Chief Executive Officer of Mahindra & Mahindra, Anish Shah on Sunday said that the automobile company is planning to invest in a battery cell company which focuses on battery manufacturing for electronic vehicles.
According to him, such an investment deal would secure the EV battery demands of the company and market.
A few days ago, Mahindra & Mahindra raised nearly 250 million dollars from an international investment company based in Britain. The funds were raised for the electronic vehicle unit of the Indian automotive company. The company is also exploring a partnership deal with Volkswagen AG which would ensure the supply of vital components for electronic vehicles such as batteries, motors etc.
According to Mr Shah, even though a deal with Volkswagen AG would enable the company to meet short-term needs for batteries and such products, the company was aiming for a partnership with a global leader in EV battery cell production who could secure future supplies as well.
He added that M & M is not planning to enter into the field of manufacturing EV Batteries as there are already various companies in the market who do it very well.
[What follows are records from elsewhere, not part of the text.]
//! Image transforms driven by particle state
//!
//! Every transform has two faces:
//! - `apply`: produce a new image from the incoming one
//! - `cache_key`: a quantized summary of exactly the state `apply` reads
//!
//! `apply` renders the *quantized* value its key reports (rounded pixel
//! size, whole-degree angle, bucketed scale), so two particles with equal
//! keys always get identical images. That is what makes the policy cache
//! safe to share.

pub mod policy;

pub use policy::{PolicyConfig, PolicyId, PolicyKey, PolicyStats, RefreshOutcome, TransformPolicy};

use serde::{Deserialize, Serialize};

use crate::consts::{DEFAULT_SCALE_GRANULARITY, MAX_STRETCH, STRETCH_REFERENCE_SPEED};
use crate::image::ImageHandle;
use crate::sim::Particle;
use crate::{heading_degrees, quantize};

/// Quantized, hashable summary of one transform's visual input
#[derive(Debug, Clone, PartialEq, Eq, Hash)]
pub enum TransformKey {
    /// Rounded output size in pixels (width, height)
    Size(i64, i64),
    /// Whole-degree rotation
    Angle(i64),
    /// Scale bucket (scale * granularity, rounded)
    Scale(i64),
    /// Ordered keys of a chained transform
    Chain(Vec<TransformKey>),
}

fn default_granularity() -> f64 {
    DEFAULT_SCALE_GRANULARITY
}

/// A named, pure image transform
#[derive(Debug, Clone, PartialEq, Serialize, Deserialize)]
#[serde(tag = "kind", rename_all = "snake_case")]
pub enum Transform {
    /// Squash horizontally and stretch vertically with speed
    StretchByVelocity,
    /// Turn the sprite to face its direction of travel
    RotateByVelocityDirection,
    /// Linear scale from `start` at birth to `end` at expiry
    ScaleOverLifetime {
        start: f64,
        end: f64,
        /// Buckets per unit of scale; higher = finer, fewer cache hits
        #[serde(default = "default_granularity")]
        granularity: f64,
    },
    /// Apply each transform in order, each consuming the previous output
    Chain { transforms: Vec<Transform> },
}

impl Transform {
    /// Stretch then rotate, the usual spark look
    pub fn roto_stretch() -> Self {
        Transform::Chain {
            transforms: vec![
                Transform::StretchByVelocity,
                Transform::RotateByVelocityDirection,
            ],
        }
    }

    /// Shrink from full size to nothing over the particle's life
    pub fn shrink_over_life() -> Self {
        Transform::ScaleOverLifetime {
            start: 1.0,
            end: 0.0,
            granularity: DEFAULT_SCALE_GRANULARITY,
        }
    }

    pub fn name(&self) -> &'static str {
        match self {
            Transform::StretchByVelocity => "stretch_by_velocity",
            Transform::RotateByVelocityDirection => "rotate_by_velocity_direction",
            Transform::ScaleOverLifetime { .. } => "scale_over_lifetime",
            Transform::Chain { .. } => "chain",
        }
    }

    /// Produce the transformed image for `particle`, starting from `input`
    pub fn apply(&self, particle: &Particle, input: &ImageHandle) -> ImageHandle {
        match self {
            Transform::StretchByVelocity => {
                // The key size is relative to the original sprite; carry the
                // same ratio onto whatever earlier transforms produced.
                let (key_w, key_h) = stretch_key_size(particle);
                let (orig_w, orig_h) = particle.original_image.dimensions();
                let (in_w, in_h) = input.dimensions();
                let w = rescale(key_w, in_w, orig_w);
                let h = rescale(key_h, in_h, orig_h);
                if (w, h) == (in_w, in_h) {
                    input.clone()
                } else {
                    input.scaled(w, h)
                }
            }
            Transform::RotateByVelocityDirection => {
                input.rotated(quantize(heading_degrees(particle.velocity)) as f64)
            }
            Transform::ScaleOverLifetime {
                start,
                end,
                granularity,
            } => {
                let granularity = effective_granularity(*granularity);
                let bucket = scale_bucket(*start, *end, granularity, particle);
                let scale = (bucket as f64 / granularity).max(0.0);
                let (w, h) = input.dimensions();
                input.scaled(pixels(w as f64 * scale), pixels(h as f64 * scale))
            }
            Transform::Chain { transforms } => transforms
                .iter()
                .fold(input.clone(), |image, t| t.apply(particle, &image)),
        }
    }

    /// Quantized key of the state `apply` consumes
    pub fn cache_key(&self, particle: &Particle) -> TransformKey {
        match self {
            Transform::StretchByVelocity => {
                let (w, h) = stretch_key_size(particle);
                TransformKey::Size(w, h)
            }
            Transform::RotateByVelocityDirection => {
                TransformKey::Angle(quantize(heading_degrees(particle.velocity)))
            }
            Transform::ScaleOverLifetime {
                start,
                end,
                granularity,
            } => TransformKey::Scale(scale_bucket(
                *start,
                *end,
                effective_granularity(*granularity),
                particle,
            )),
            Transform::Chain { transforms } => {
                TransformKey::Chain(transforms.iter().map(|t| t.cache_key(particle)).collect())
            }
        }
    }
}

/// Stretched (width, height) from the original sprite size, or None at rest
fn stretch_size(particle: &Particle) -> Option<(f64, f64)> {
    let v = particle.velocity;
    let total_delta = v.x.abs() + v.y.abs();
    if total_delta == 0.0 || !total_delta.is_finite() {
        return None;
    }

    let stretch = ((STRETCH_REFERENCE_SPEED + total_delta) / STRETCH_REFERENCE_SPEED)
        .clamp(1.0, MAX_STRETCH);
    let compress = 2.0 - stretch;

    let (w, h) = particle.original_image.dimensions();
    Some((compress * w as f64, stretch * h as f64))
}

/// Rounded stretched size of the original sprite; its own size at rest
fn stretch_key_size(particle: &Particle) -> (i64, i64) {
    let (w, h) = stretch_size(particle).unwrap_or_else(|| {
        let (w, h) = particle.original_image.dimensions();
        (w as f64, h as f64)
    });
    (quantize(w), quantize(h))
}

/// Map a size quantized against `original` onto an `incoming` dimension
fn rescale(target: i64, incoming: u32, original: u32) -> u32 {
    if original == 0 {
        pixels(target as f64)
    } else {
        pixels(target as f64 * incoming as f64 / original as f64)
    }
}

/// Fraction of life used, 0 when the life span is zero
fn life_fraction(particle: &Particle) -> f64 {
    if particle.life_span > 0.0 {
        particle.age / particle.life_span
    } else {
        0.0
    }
}

fn scale_bucket(start: f64, end: f64, granularity: f64, particle: &Particle) -> i64 {
    let scale = start + (end - start) * life_fraction(particle);
    quantize(scale * granularity)
}

fn effective_granularity(granularity: f64) -> f64 {
    if granularity.is_finite() && granularity > 0.0 {
        granularity
    } else {
        DEFAULT_SCALE_GRANULARITY
    }
}

/// Rounded, non-negative pixel count
fn pixels(value: f64) -> u32 {
    quantize(value).clamp(0, u32::MAX as i64) as u32
}

#[cfg(test)]
mod tests {
    use super::*;
    use crate::sim::ParticleId;
    use glam::DVec2;
    use proptest::prelude::*;

    fn sprite() -> ImageHandle {
        ImageHandle::bordered_square(20, 2, [255, 255, 255, 255])
    }

    fn particle_with(velocity: DVec2, image: ImageHandle) -> Particle {
        Particle::new(ParticleId(1), DVec2::ZERO, velocity, image, 10.0, None)
    }

    #[test]
    fn test_stretch_at_rest_is_identity() {
        let image = sprite();
        let p = particle_with(DVec2::ZERO, image.clone());

        let out = Transform::StretchByVelocity.apply(&p, &image);
        assert_eq!(out, image);
        assert_eq!(
            Transform::StretchByVelocity.cache_key(&p),
            TransformKey::Size(20, 20)
        );
    }

    #[test]
    fn test_stretch_after_shrink_keeps_shrink() {
        let image = sprite();
        let policy = TransformPolicy::new(vec![
            Transform::shrink_over_life(),
            Transform::StretchByVelocity,
        ]);
        let mut rest = particle_with(DVec2::ZERO, image.clone());
        let mut slow = particle_with(DVec2::new(0.0, 0.01), image.clone());
        let mut fast = particle_with(DVec2::new(0.0, 10.0), image.clone());
        rest.age = 5.0;
        slow.age = 5.0;
        fast.age = 5.0;

        // Same key at rest and barely moving: same half-size image
        assert_eq!(policy.cache_key(&rest), policy.cache_key(&slow));
        let (rest_img, slow_img) = (policy.render(&rest), policy.render(&slow));
        assert_eq!(rest_img.dimensions(), (10, 10));
        assert_eq!(rest_img.pixels().as_raw(), slow_img.pixels().as_raw());

        // Moving: stretch (16x24 at full size) applies to the shrunk sprite
        assert_eq!(policy.render(&fast).dimensions(), (8, 12));
    }

    #[test]
    fn test_stretch_scales_with_speed() {
        let image = sprite();
        // d = 10 -> stretch 1.2, compress 0.8
        let p = particle_with(DVec2::new(6.0, -4.0), image.clone());

        assert_eq!(
            Transform::StretchByVelocity.cache_key(&p),
            TransformKey::Size(16, 24)
        );
        let out = Transform::StretchByVelocity.apply(&p, &image);
        assert_eq!(out.dimensions(), (16, 24));
    }

    #[test]
    fn test_stretch_clamps_at_max() {
        let image = sprite();
        let p = particle_with(DVec2::new(500.0, 500.0), image.clone());
        assert_eq!(
            Transform::StretchByVelocity.cache_key(&p),
            TransformKey::Size(10, 30)
        );
    }

    #[test]
    fn test_rotate_key_for_3_4() {
        let p = particle_with(DVec2::new(3.0, 4.0), sprite());
        assert_eq!(
            Transform::RotateByVelocityDirection.cache_key(&p),
            TransformKey::Angle(217)
        );
    }

    #[test]
    fn test_scale_over_lifetime_buckets() {
        let image = sprite();
        let mut p = particle_with(DVec2::ZERO, image.clone());
        p.age = 5.0;

        let shrink = Transform::shrink_over_life();
        assert_eq!(shrink.cache_key(&p), TransformKey::Scale(5));
        assert_eq!(shrink.apply(&p, &image).dimensions(), (10, 10));

        p.age = 10.0;
        assert_eq!(shrink.cache_key(&p), TransformKey::Scale(0));
        assert!(shrink.apply(&p, &image).is_empty());
    }

    #[test]
    fn test_scale_zero_life_span_uses_start() {
        let image = sprite();
        let mut p = Particle::new(ParticleId(1), DVec2::ZERO, DVec2::ZERO, image, 0.0, None);
        p.age = 3.0;
        let grow = Transform::ScaleOverLifetime {
            start: 2.0,
            end: 4.0,
            granularity: 10.0,
        };
        assert_eq!(grow.cache_key(&p), TransformKey::Scale(20));
    }

    #[test]
    fn test_scale_bad_granularity_falls_back() {
        let mut p = particle_with(DVec2::ZERO, sprite());
        p.age = 5.0;
        let t = Transform::ScaleOverLifetime {
            start: 1.0,
            end: 0.0,
            granularity: 0.0,
        };
        assert_eq!(t.cache_key(&p), TransformKey::Scale(5));
    }

    #[test]
    fn test_chain_key_is_ordered_tuple() {
        let p = particle_with(DVec2::new(3.0, 4.0), sprite());
        // d = 7 -> stretch 1.14, compress 0.86
        assert_eq!(
            Transform::roto_stretch().cache_key(&p),
            TransformKey::Chain(vec![TransformKey::Size(17, 23), TransformKey::Angle(217)])
        );
    }

    #[test]
    fn test_chain_applies_in_order() {
        let image = sprite();
        let p = particle_with(DVec2::new(0.0, 50.0), image.clone());
        // Stretch to 10x30, then a half turn (heading 180) keeps the bounding box
        let out = Transform::roto_stretch().apply(&p, &image);
        assert_eq!(out.dimensions(), (10, 30));
    }

    #[test]
    fn test_transform_serde_tags() {
        let json = r#"[
            {"kind": "stretch_by_velocity"},
            {"kind": "scale_over_lifetime", "start": 1.0, "end": 0.5},
            {"kind": "chain", "transforms": [{"kind": "rotate_by_velocity_direction"}]}
        ]"#;
        let parsed: Vec<Transform> = serde_json::from_str(json).unwrap();
        assert_eq!(parsed[0], Transform::StretchByVelocity);
        assert_eq!(
            parsed[1],
            Transform::ScaleOverLifetime {
                start: 1.0,
                end: 0.5,
                granularity: DEFAULT_SCALE_GRANULARITY,
            }
        );
        assert_eq!(parsed[2].name(), "chain");
    }

    proptest! {
        #[test]
        fn prop_equal_stretch_keys_give_equal_sizes(
            vx in -200.0f64..200.0, vy in -200.0f64..200.0,
            dx in -0.5f64..0.5, dy in -0.5f64..0.5,
        ) {
            let image = sprite();
            let a = particle_with(DVec2::new(vx, vy), image.clone());
            let b = particle_with(DVec2::new(vx + dx, vy + dy), image.clone());
            let t = Transform::StretchByVelocity;
            if t.cache_key(&a) == t.cache_key(&b) {
                prop_assert_eq!(
                    t.apply(&a, &image).dimensions(),
                    t.apply(&b, &image).dimensions()
                );
            }
        }

        #[test]
        fn prop_rotate_key_is_pure(vx in -100.0f64..100.0, vy in -100.0f64..100.0) {
            let image = sprite();
            let p = particle_with(DVec2::new(vx, vy), image.clone());
            let q = particle_with(DVec2::new(vx, vy), image.clone());
            let t = Transform::RotateByVelocityDirection;
            let before = t.cache_key(&p);
            let rotated = t.apply(&p, &image);
            prop_assert_eq!(&before, &t.cache_key(&p));
            prop_assert_eq!(&before, &t.cache_key(&q));
            prop_assert_eq!(rotated.dimensions(), t.apply(&q, &image).dimensions());
        }

        #[test]
        fn prop_equal_rotate_keys_give_equal_pixels(
            vx in -100.0f64..100.0, vy in -100.0f64..100.0, jitter in -1e-3f64..1e-3,
        ) {
            let image = sprite();
            let a = particle_with(DVec2::new(vx, vy), image.clone());
            let b = particle_with(DVec2::new(vx + jitter, vy), image.clone());
            let t = Transform::RotateByVelocityDirection;
            if t.cache_key(&a) == t.cache_key(&b) {
                let (ia, ib) = (t.apply(&a, &image), t.apply(&b, &image));
                prop_assert_eq!(ia.pixels().as_raw(), ib.pixels().as_raw());
            }
        }

        #[test]
        fn prop_mixed_pipelines_equal_keys_equal_images(
            vx in prop_oneof![Just(0.0f64), -3.0f64..3.0],
            vy in prop_oneof![Just(0.0f64), -3.0f64..3.0],
            jitter in prop_oneof![Just(0.0f64), -0.02f64..0.02],
            age in 0.0f64..10.0,
            rotate_first in any::<bool>(),
        ) {
            let image = sprite();
            let lead = if rotate_first {
                Transform::RotateByVelocityDirection
            } else {
                Transform::shrink_over_life()
            };
            let policy = TransformPolicy::new(vec![lead, Transform::StretchByVelocity]);

            let mut a = particle_with(DVec2::new(vx, vy), image.clone());
            let mut b = particle_with(DVec2::new(vx + jitter, vy), image.clone());
            a.age = age;
            b.age = age;

            if policy.cache_key(&a) == policy.cache_key(&b) {
                let (ia, ib) = (policy.render(&a), policy.render(&b));
                prop_assert_eq!(ia.dimensions(), ib.dimensions());
                prop_assert_eq!(ia.pixels().as_raw(), ib.pixels().as_raw());
            }
        }
    }
}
The company is mainly looking for a partnership with market players which would turn out as a co-investment in some form. M&M also has no intention of owning or running the partnership venture, as they are only eyeing meeting future demands from any deal.
Shah also added that only certain components such as battery and motors are needed to be procured from other companies for the M&M EV business, as other parts are already being produced by the company itself for combustion-based vehicles.
Mahindra & Mahindra Ltd, which was founded on 2nd October 1945 in the city of Ludhiana, Punjab as a steel trading company, later started manufacturing and selling multi-utility vehicles under the licence of Willy’s Jeep.
With nearly eight subsidiaries and 9.7 billion dollars in revenue, M&M is the leading automotive manufacturing company in India.
The electronic Vehicle market in India is still in its nascent stage, with the leading EV carmaker in the country, Tata Motors, just representing 1% of the country’s annual sales.
Indian government is planning to increase this number to 30% by 2030. For that, the government is providing various incentives and subsidies to EV makers based in India. Companies that are in the automobile business are now trying to take advantage of these incentives and programs by developing and launching new Electronic Vehicles.
Mahindra & Mahindra are planning to launch at least five electric SUVs by 2027 under EV Co., which is an EV subsidiary of the group.
Recent supply chain issues in international markets coupled with the shortage of semiconductors have slowed down the development and manufacturing of electric vehicles in the country.